On Friday at 11:00AM, Jeff Stier — the director of the National Center’s Risk Analysis Division — will be participating in a panel discussion that will be held in the Potomac Ballroom. On the panel, entitled “How I Learned to Stop Worrying and Love Plastic Water Bottles, Fracking, Genetically Modified Foods and Big Gulp Sodas,” Jeff will discuss how irrational fears and the nanny-state policies they produce are not actually making our society a better, healthier and less-risky place. Jeff will be joined by other regulatory policy experts from other fine organizations such as the Competitive Enterprise Institute and the Independent Women’s Forum.
Also on Friday, Project 21 member Charles Butler will be participating in the panel discussion entitled “Fatherless America: The Headwaters of Poverty, Crime and Social Dysfunction.” This panel will be held at 3:00PM in the National Harbor 2 & 3 conference rooms. Moderated by another Project 21 member — Niger Innis of the Congress of Racial Equality — Charles joins social policy experts such as Dr. Richard Land of the Ethics and Religious Liberty Commission to talk about how welfare state policies are helping to destroy the traditional family, and the black family in America in particular.
During the Saturday session, catch Horace Cooper — an adjunct fellow of the National Center and co-chairman of the National Center’s Project 21 black leadership network — on the “Emerging Issues for Conservatives, 2013” panel to be held at 1:00PM in the Chesapeake A-C conference rooms. Joined by Peter Roff of U.S. News and World Report and Fox News Channel contributor Jim Pinkerton, Horace will talk at least in part about his recent paper “Coming to a Car Near You? The Department of Transportation’s Creepy Black Box.” That paper highlights the potential threat to privacy that is posed by proposed regulations to mandate that all new cars carry very methodical recording packages which may be able to track driving performance as well as where someone actually drives.

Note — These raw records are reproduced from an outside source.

//! [`Error`] type for various errors this library can encounter

use strum::{Display, IntoStaticStr};

use crate::{
    backend::{self, ErrorCode, KADM5_OK},
    iter::EntityKind,
};

/// Administrative operation that failed
///
/// Displays as the operation name, e.g. `create` or `list_policies`
#[derive(Copy, Clone, Debug, PartialEq, Eq, Hash, Display, IntoStaticStr)]
#[strum(serialize_all = "snake_case")]
#[allow(clippy::exhaustive_enums)]
pub enum Operation {
    /// Principal creation
    Create,
    /// Principal deletion
    Delete,
    /// Principal lookup
    Get,
    /// Principal modification
    Modify,
    /// Principal rename
    Rename,
    /// Principal password change
    ChangePassword,
    /// Principal random key
    Randkey,
    /// Principal enumeration
    List,
    /// Policy creation
    CreatePolicy,
    /// Policy deletion
    DeletePolicy,
    /// Policy lookup
    GetPolicy,
    /// Policy modification
    ModifyPolicy,
    /// Policy enumeration
    ListPolicies,
    /// Flushing pending changes
    Flush,
    /// Connection teardown
    Destroy,
}

/// Errors this library can encounter
#[derive(thiserror::Error, Debug)]
#[non_exhaustive]
pub enum Error {
    /// Backend state could not be allocated
    #[error("Failed to initialize context: {message} (code: {code})")]
    Initialization {
        /// Backend error code
        code: ErrorCode,
        /// Backend error message
        message: String,
    },

    /// The administration service refused or failed the connection
    #[error("Failed to connect to the admin server for {realm}: {message} (code: {code})")]
    Connection {
        /// Realm the connection was attempted for
        realm: String,
        /// Backend error code
        code: ErrorCode,
        /// Backend error message
        message: String,
    },

    /// A principal name is malformed
    #[error("Failed to parse principal name {name:?}: {reason} (code: {code})")]
    NameParse {
        /// Name as provided
        name: String,
        /// krb5 error code
        code: ErrorCode,
        /// What is wrong with it
        reason: &'static str,
    },

    /// The backend rejected an operation
    #[error("KAdmin {op} error: {message} (code: {code})")]
    AdminOperation {
        /// Failed operation
        op: Operation,
        /// kadm5 error code
        code: ErrorCode,
        /// kadm5 error message
        message: String,
    },

    /// A looked up entity does not exist
    #[error("{kind} {name} does not exist")]
    NotFound {
        /// Kind of the missing entity
        kind: EntityKind,
        /// Name as looked up
        name: String,
    },

    /// The handle or iterator was already closed
    #[error("Not connected: the handle or iterator has been closed")]
    UseAfterClose,

    /// Failed to acquire [`crate::kadmin::KADMIN_INIT_LOCK`] or
    /// [`crate::context::CONTEXT_INIT_LOCK`]
    #[error("Failed to acquire the kadmin initialisation lock")]
    LockError,

    /// Failed to convert a [`Timestamp`][`backend::Timestamp`] to a [`chrono::DateTime`]
    #[error("Failed to convert krb5 timestamp to chrono DateTime")]
    TimestampConversion,
    /// Failed to convert a [`chrono::DateTime`] to a [`Timestamp`][`backend::Timestamp`]
    #[error("Failed to convert chrono DateTime to krb5 timestamp")]
    DateTimeConversion(std::num::TryFromIntError),
    /// Failed to convert a [`Duration`][`std::time::Duration`] to a
    /// [`Deltat`][`backend::Deltat`]
    #[error("Failed to convert Duration to a krb5 deltat")]
    DurationConversion(std::num::TryFromIntError),
}

/// Helper type for errors sent from this library
pub type Result<T> = std::result::Result<T, Error>;

/// Human readable message for a backend error code
pub fn error_code_to_message(code: ErrorCode) -> String {
    match code {
        KADM5_OK => "No error",
        backend::KADM5_FAILURE => "Operation failed for unspecified reason",
        backend::KADM5_AUTH_GET => "Operation requires ``get'' privilege",
        backend::KADM5_AUTH_ADD => "Operation requires ``add'' privilege",
        backend::KADM5_AUTH_MODIFY => "Operation requires ``modify'' privilege",
        backend::KADM5_AUTH_DELETE => "Operation requires ``delete'' privilege",
        backend::KADM5_AUTH_INSUFFICIENT => "Insufficient authorization for operation",
        backend::KADM5_BAD_DB => "Database inconsistency detected",
        backend::KADM5_DUP => "Principal or policy already exists",
        backend::KADM5_RPC_ERROR => "Communication failure with server",
        backend::KADM5_NO_SRV => "No administration server found for realm",
        backend::KADM5_NOT_INIT => "Connection to server not initialized",
        backend::KADM5_UNK_PRINC => "Principal does not exist",
        backend::KADM5_UNK_POLICY => "Policy does not exist",
        backend::KADM5_BAD_MASK => "Invalid field mask for operation",
        backend::KADM5_BAD_CLASS => "Invalid number of character classes",
        backend::KADM5_BAD_LENGTH => "Invalid password length",
        backend::KADM5_BAD_POLICY => "Illegal policy name",
        backend::KADM5_BAD_PRINCIPAL => "Illegal principal name",
        backend::KADM5_BAD_HISTORY => "Invalid password history count",
        backend::KADM5_BAD_MIN_PASS_LIFE => {
            "Password minimum life is greater then password maximum life"
        }
        backend::KADM5_PASS_Q_TOOSHORT => "Password is too short",
        backend::KADM5_PASS_Q_CLASS => "Password does not contain enough character classes",
        backend::KADM5_PASS_Q_DICT => "Password is in the password dictionary",
        backend::KADM5_PASS_REUSE => "Cannot reuse password",
        backend::KADM5_PASS_TOOSOON => "Current password's minimum life has not expired",
        backend::KADM5_POLICY_REF => "Policy is in use",
        backend::KADM5_INIT => "Connection to server already initialized",
        backend::KADM5_BAD_PASSWORD => "Incorrect password",
        backend::KADM5_PROTECT_PRINCIPAL => "Cannot change protected principal",
        backend::KADM5_BAD_SERVER_HANDLE => "Programmer error! Bad Admin server handle",
        backend::KADM5_AUTH_LIST => "Operation requires ``list'' privilege",
        backend::KADM5_AUTH_CHANGEPW => "Operation requires ``change-password'' privilege",
        backend::KADM5_GSS_ERROR => "GSS-API (or Kerberos) error",
        backend::KADM5_MISSING_KRB5_CONF_PARAMS => {
            "Missing parameters in krb5.conf required for kadmin client"
        }
        backend::KRB5_PARSE_MALFORMED => "Malformed representation of principal",
        backend::KRB5_CONFIG_NODEFREALM => "Cannot determine realm for host",
        backend::ENOMEM => "Cannot allocate memory",
        code => return format!("Unknown code {code}"),
    }
    .to_owned()
}

/// Helper function to "raise" an error from a failed backend call
pub(crate) fn kadm5_escape_hatch<T>(
    op: Operation,
    result: std::result::Result<T, ErrorCode>,
) -> Result<T> {
    result.map_err(|code| Error::AdminOperation {
        op,
        code,
        message: error_code_to_message(code),
    })
}

/// Same as [`kadm5_escape_hatch`], except that `not_found_code` becomes [`Error::NotFound`]
pub(crate) fn lookup_escape_hatch<T>(
    op: Operation,
    kind: EntityKind,
    name: &str,
    not_found_code: ErrorCode,
    result: std::result::Result<T, ErrorCode>,
) -> Result<T> {
    match result {
        Err(code) if code == not_found_code => Err(Error::NotFound {
            kind,
            name: name.to_owned(),
        }),
        result => kadm5_escape_hatch(op, result),
    }
}
impl Handle {
    /// Construct a new [`HandleBuilder`]
    pub fn builder(context: Context) -> HandleBuilder {
        HandleBuilder::new(context)
    }

    /// Open a session on `realm` with `credentials`
    pub fn open(context: Context, realm: &str, credentials: Credentials) -> Result<Self> {
        Self::builder(context)
            .params(Params::new().realm(realm))
            .open(credentials)
    }

    /// Realm this session administers, `None` once closed
    pub fn realm(&self) -> Option<&str> {
        self.realm.as_deref()
    }

    /// Client principal this session authenticated as, if any
    pub fn client(&self) -> Option<&str> {
        self.client.as_deref()
    }

    /// Whether the session is still open
    pub fn is_open(&self) -> bool {
        self.connection.is_some()
    }

    pub(crate) fn connection(&self) -> Result<&dyn Connection> {
        self.connection.as_deref().ok_or(Error::UseAfterClose)
    }

    fn parse_name(&self, name: &str) -> Result<PrincipalName> {
        PrincipalName::parse(name, self.realm.as_deref())
    }

    /// Push pending changes to the backend
    pub fn flush(&self) -> Result<()> {
        kadm5_escape_hatch(Operation::Flush, self.connection()?.flush())
    }

    /// Enumerate principals
    ///
    /// `pattern` is a shell-style glob expression that can contain the wild-card characters `?`,
    /// `*`, and `[]`. All principal names matching the expression are returned. If the expression
    /// does not contain an `@` character, the backend appends an `@` character followed by the
    /// local realm. If no pattern is provided, all principals are returned.
    ///
    /// Nothing is fetched until the first call to [`Iterator::next`]. With `unpack`, each name is
    /// expanded into a [`Principal`].
    ///
    /// ```no_run
    /// # use kadmin_session::Handle;
    /// # fn example(kadm: &Handle) {
    /// for princ in kadm.list_principals(None, false).unwrap() {
    ///     println!("{}", princ.unwrap().name());
    /// }
    /// # }
    /// ```
    #[doc(alias("listprincs", "get_principals", "getprincs", "principals"))]
    pub fn list_principals(&self, pattern: Option<&str>, unpack: bool) -> Result<EntityIter<'_>> {
        self.connection()?;
        Ok(EntityIter::new(self, EntityKind::Principal, pattern, unpack))
    }

    /// Enumerate policies
    ///
    /// `pattern` is a shell-style glob expression that can contain the wild-card characters `?`,
    /// `*`, and `[]`. All policy names matching the expression are returned. If no pattern is
    /// provided, all existing policy names are returned.
    ///
    /// Nothing is fetched until the first call to [`Iterator::next`]. With `unpack`, each name is
    /// expanded into a [`Policy`].
    #[doc(alias("listpols", "get_policies", "getpols", "policies"))]
    pub fn list_policies(&self, pattern: Option<&str>, unpack: bool) -> Result<EntityIter<'_>> {
        self.connection()?;
        Ok(EntityIter::new(self, EntityKind::Policy, pattern, unpack))
    }

    /// Close the session
    ///
    /// The backend connection is flushed and destroyed, then the context is released, then the
    /// session strings are dropped. Failures during teardown are logged and teardown carries on.
    /// Calling this more than once does nothing.
    pub fn close(&mut self) {
        let Some(connection) = self.connection.take() else {
            return;
        };
        let realm = self.realm.take().unwrap_or_default();

        let guard = KADMIN_INIT_LOCK
            .lock()
            .unwrap_or_else(PoisonError::into_inner);
        if let Err(code) = connection.flush() {
            error!(
                "Failed to flush kadmin session for {realm}: {} (code: {code})",
                error_code_to_message(code)
            );
        }
        if let Err(code) = connection.destroy() {
            error!(
                "Failed to destroy kadmin session for {realm}: {} (code: {code})",
                error_code_to_message(code)
            );
        }
        drop(guard);

        self.context.release();
        self.client = None;
        debug!("Closed kadmin session for {realm}");
    }
}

On top of all of that, National Center staff will be making regular visits to CPAC’s “Radio Row” throughout the event to interview face-to-face with the many hosts they regularly talk to over the phone. National Center policy experts such as Free Enterprise Project director Justin Danhof and senior fellow David Hogberg, as well as Project 21 co-chairman Cherylyn Harley LeBon and member Hughey Newsome, will be conducting scheduled interviews and many special “drop-by” chats with the many media personalities from across the nation who have come to town to broadcast from CPAC.